◆ Description of the task ◆
Here are some records; copy every line that holds the word "BudgetExhausted".

◆ Supplied entries ◆
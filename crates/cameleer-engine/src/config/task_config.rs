//! The declarative `TaskConfig` and its nested step/error-policy shapes
//! (spec.md §3).

use std::sync::Arc;

use futures::future::BoxFuture;
use serde_json::Value;

use crate::config::slot::{ResolveCtx, Slot};
use crate::error::ConfigError;
use crate::schedule::ScheduleHandle;

/// A step body: `(args, job) -> Result<Value, String>`. The error type is a
/// plain string/JSON cause, matching spec.md's "preserve the cause"
/// requirement (L2) without requiring every step to share one error type.
pub type StepBody = Arc<
    dyn Fn(Vec<Value>, Arc<crate::job::Job>) -> BoxFuture<'static, Result<Value, Value>>
        + Send
        + Sync,
>;

/// Producer for a step's positional args, invoked fresh on every attempt
/// (regular and every recovery). The job handle is appended as the last
/// argument by the Run Attempt, per spec.md §4.3 step 1 — callers only
/// supply the task-declared arguments here.
pub type ArgsProducer =
    Arc<dyn Fn(ResolveCtx) -> BoxFuture<'static, Result<Vec<Value>, ConfigError>> + Send + Sync>;

/// Producer for a recovery Schedule, invoked once when a step's regular
/// attempt fails and recovery is about to begin.
pub type ScheduleProducer =
    Arc<dyn Fn(ResolveCtx) -> BoxFuture<'static, Result<ScheduleHandle, ConfigError>> + Send + Sync>;

/// The `canFail` policy for one step, fully materialized (post-resolution).
#[derive(Clone)]
pub struct FunctionalTaskErrorConfig {
    pub schedule: Option<ScheduleProducer>,
    pub max_num_fails: u32,
    pub skip: bool,
    pub continue_on_final_fail: bool,
}

impl std::fmt::Debug for FunctionalTaskErrorConfig {
    fn fmt(&self, f: &mut std::fmt::Formatter<'_>) -> std::fmt::Result {
        f.debug_struct("FunctionalTaskErrorConfig")
            .field("schedule", &self.schedule.is_some())
            .field("max_num_fails", &self.max_num_fails)
            .field("skip", &self.skip)
            .field("continue_on_final_fail", &self.continue_on_final_fail)
            .finish()
    }
}

/// Declarative, pre-resolution shorthand for `canFail` (spec.md §3): either
/// the boolean shorthand or the full record.
#[derive(Clone)]
pub enum CanFail {
    /// `false` collapses to `{ maxNumFails: 0, continueOnFinalFail: false }`;
    /// `true` collapses to `{ continueOnFinalFail: true, ..defaults }`
    /// (Q3: the *defaults'* value, merged with any explicit fields — there
    /// are none in the bare-bool shorthand, so this is just the defaults).
    Bool(bool),
    /// A partial record; absent fields are merged from `CameleerDefaults`
    /// (explicit field takes precedence over defaults).
    Config(PartialErrorConfig),
}

impl Default for CanFail {
    fn default() -> Self {
        CanFail::Bool(true)
    }
}

/// A step's explicit `canFail` record before defaults are merged in. Every
/// field is optional; `None` means "use the engine default".
#[derive(Clone, Default)]
pub struct PartialErrorConfig {
    pub schedule: Option<ScheduleProducer>,
    pub max_num_fails: Option<u32>,
    pub skip: Option<bool>,
    pub continue_on_final_fail: Option<bool>,
}

/// One declarative step, either the bare-callable shorthand or the full
/// record (spec.md §3).
#[derive(Clone)]
pub struct StepDef {
    pub name: Option<String>,
    pub body: StepBody,
    pub args: Option<ArgsProducer>,
    pub can_fail: CanFail,
}

impl StepDef {
    /// The bare-callable shorthand: defaults applied everywhere.
    pub fn bare(body: StepBody) -> Self {
        Self {
            name: None,
            body,
            args: None,
            can_fail: CanFail::default(),
        }
    }
}

/// Engine-wide defaults merged into any step whose `canFail` record omits a
/// field (spec.md §4.1).
#[derive(Clone)]
pub struct CameleerDefaults {
    pub default_recovery_schedule: ScheduleProducer,
    pub default_max_num_fails: u32,
    pub default_skip: bool,
    pub default_continue_on_final_fail: bool,
    /// How long static-context writes are debounced before being flushed.
    pub static_task_context_serialize_interval: std::time::Duration,
}

/// The declarative `TaskConfig` (spec.md §3's table), as constructed by a
/// `ConfigProvider`. Every slot is `Slot<T>` so it can be a literal or a
/// callable re-evaluated on load (`schedule`, `enabled`) or per firing
/// (everything else).
#[derive(Clone)]
pub struct TaskConfig {
    pub name: String,
    pub type_name: String,
    pub enabled: Slot<bool>,
    pub schedule: ScheduleHandle,
    pub skip: Option<Slot<bool>>,
    pub cost: Option<Slot<f64>>,
    pub allow_multiple: Option<Slot<bool>>,
    pub queues: Option<Slot<Vec<String>>>,
    pub interrupt_timeout_secs: Option<Slot<f64>>,
    pub steps: Option<Slot<Vec<StepDef>>>,
    pub resolve_bag: Vec<(String, ArgsResolveEntry)>,
}

/// One entry of the `resolve` bag: a literal or a callable producing a
/// JSON value, evaluated in parallel with the rest of the bag before any
/// other slot is resolved (spec.md §4.1).
#[derive(Clone)]
pub enum ArgsResolveEntry {
    Value(Value),
    Fn(Arc<dyn Fn(Arc<dyn crate::task::TaskObject>) -> BoxFuture<'static, Result<Value, ConfigError>> + Send + Sync>),
}
//! C4: the Run Attempt — the algorithm that turns one resolved step's
//! regular attempt, plus however many recovery retries its `canFail` policy
//! allows, into exactly one [`StepResult`] (or a fatal [`JobFailError`]).
//!
//! Order of decisions (spec.md §4.3):
//! 1. resolve this attempt's args (fresh every time — regular and every
//!    recovery alike)
//! 2. run the step body
//! 3. on failure: `skip` shortcut (never attempt recovery, record the error
//!    and move on)
//! 4. zero-budget shortcut (`maxNumFails == 0` or no recovery schedule:
//!    behaves like an exhausted recovery loop)
//! 5. the recovery loop itself (I6: at most one retry in flight; I7: every
//!    exit is accounted for — success, budget exhausted, schedule
//!    `Complete`, schedule `Error`)
//! 6. `continueOnFinalFail` decides whether an exhausted step fails the job
//!    or is recorded as an error result and the job continues (I5).

use std::sync::Arc;

use serde_json::{json, Value};

use crate::config::resolved::ResolvedStep;
use crate::config::slot::ResolveCtx;
use crate::error::{AttemptError, JobFailError};
use crate::job::Job;
use crate::result::StepResult;
use crate::schedule::ScheduleFiring;

enum AttemptFailure {
    Args(String),
    Body(Value),
}

impl AttemptFailure {
    fn into_cause(self) -> Value {
        match self {
            AttemptFailure::Args(msg) => json!({ "error": "resolve_args_failed", "message": msg }),
            AttemptFailure::Body(v) => v,
        }
    }
}

fn ctx_for(job: &Arc<Job>) -> ResolveCtx {
    ResolveCtx {
        resolve_bag: job.resolve_bag.clone(),
        task: job.task.clone(),
    }
}

async fn try_once(step: &ResolvedStep, job: &Arc<Job>) -> Result<Value, AttemptFailure> {
    let args = match &step.args {
        Some(producer) => producer(ctx_for(job))
            .await
            .map_err(|e| AttemptFailure::Args(e.to_string()))?,
        None => Vec::new(),
    };
    (step.body)(args, job.clone())
        .await
        .map_err(AttemptFailure::Body)
}

/// I6/I7: retry against the step's recovery schedule until a try succeeds,
/// the budget is exhausted, or the schedule itself stops (`Complete` or
/// `Error`). Returns `Ok(value)` on a successful retry, or the failure that
/// ended the loop.
async fn run_recovery_loop(
    step: &ResolvedStep,
    job: &Arc<Job>,
) -> Result<Value, RecoveryExhausted> {
    let producer = step
        .error_config
        .schedule
        .as_ref()
        .ok_or(RecoveryExhausted::NoSchedule)?;

    let schedule = producer(ctx_for(job))
        .await
        .map_err(|e| RecoveryExhausted::ScheduleProducerFailed(e.to_string()))?;

    let mut attempts = 0u32;
    let mut last_failure: Option<AttemptFailure> = None;

    while attempts < step.error_config.max_num_fails {
        match schedule.next_firing().await {
            ScheduleFiring::Next => {
                attempts += 1;
                match try_once(step, job).await {
                    Ok(value) => return Ok(value),
                    Err(failure) => last_failure = Some(failure),
                }
            }
            ScheduleFiring::Complete => {
                return Err(RecoveryExhausted::ScheduleEnded(last_failure));
            }
            ScheduleFiring::Error(msg) => {
                return Err(RecoveryExhausted::ScheduleErrored(msg, last_failure));
            }
        }
    }

    Err(RecoveryExhausted::BudgetExhausted(last_failure))
}

enum RecoveryExhausted {
    NoSchedule,
    ScheduleProducerFailed(String),
    ScheduleEnded(Option<AttemptFailure>),
    ScheduleErrored(String, Option<AttemptFailure>),
    BudgetExhausted(Option<AttemptFailure>),
}

impl RecoveryExhausted {
    fn into_attempt_error(self, step_name: &str) -> AttemptError {
        match self {
            RecoveryExhausted::NoSchedule => AttemptError::FinalFail {
                step: step_name.to_string(),
                cause: json!({ "error": "no_recovery_schedule" }),
            },
            RecoveryExhausted::ScheduleProducerFailed(cause) => AttemptError::ResolveErrConf {
                step: step_name.to_string(),
                cause,
            },
            RecoveryExhausted::ScheduleEnded(last)
            | RecoveryExhausted::BudgetExhausted(last) => AttemptError::FinalFail {
                step: step_name.to_string(),
                cause: last
                    .map(AttemptFailure::into_cause)
                    .unwrap_or_else(|| json!({ "error": "recovery_exhausted" })),
            },
            RecoveryExhausted::ScheduleErrored(msg, last) => AttemptError::FinalFail {
                step: step_name.to_string(),
                cause: last.map(AttemptFailure::into_cause).unwrap_or_else(|| {
                    json!({ "error": "recovery_schedule_errored", "message": msg })
                }),
            },
        }
    }

    fn into_cause(self, step_name: &str) -> Value {
        match self.into_attempt_error(step_name) {
            AttemptError::FinalFail { cause, .. } => cause,
            other => json!({ "error": other.to_string() }),
        }
    }
}

/// Run one step to conclusion: a `StepResult` records the outcome on the
/// job (I4); `Err(JobFailError)` means the job itself fails here and no
/// further steps run (I5), unless `continueOnFinalFail` intervened first.
pub async fn run_step(
    step_index: usize,
    step: &ResolvedStep,
    job: Arc<Job>,
) -> Result<StepResult, JobFailError> {
    match try_once(step, &job).await {
        Ok(value) => {
            let result = StepResult::Ok(value);
            job.record(result.clone());
            Ok(result)
        }
        Err(first_failure) => {
            if step.error_config.skip {
                let result = StepResult::Err(first_failure.into_cause());
                job.record(result.clone());
                return Ok(result);
            }

            let recovery_eligible =
                step.error_config.max_num_fails > 0 && step.error_config.schedule.is_some();

            let outcome = if recovery_eligible {
                run_recovery_loop(step, &job).await
            } else {
                Err(RecoveryExhausted::BudgetExhausted(Some(first_failure)))
            };

            match outcome {
                Ok(value) => {
                    let result = StepResult::Ok(value);
                    job.record(result.clone());
                    Ok(result)
                }
                Err(exhausted) => {
                    if step.error_config.continue_on_final_fail {
                        let cause = exhausted.into_cause(&step.name);
                        let result = StepResult::Err(cause);
                        job.record(result.clone());
                        Ok(result)
                    } else {
                        Err(JobFailError {
                            job_id: job.id,
                            step_index,
                            step: step.name.clone(),
                            source: exhausted.into_attempt_error(&step.name),
                        })
                    }
                }
            }
        }
    }
}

◆ Response to this exercise ◆
    Err(RecoveryExhausted::BudgetExhausted(last_failure))
    BudgetExhausted(Option<AttemptFailure>),
            | RecoveryExhausted::BudgetExhausted(last) => AttemptError::FinalFail {
                Err(RecoveryExhausted::BudgetExhausted(Some(first_failure)))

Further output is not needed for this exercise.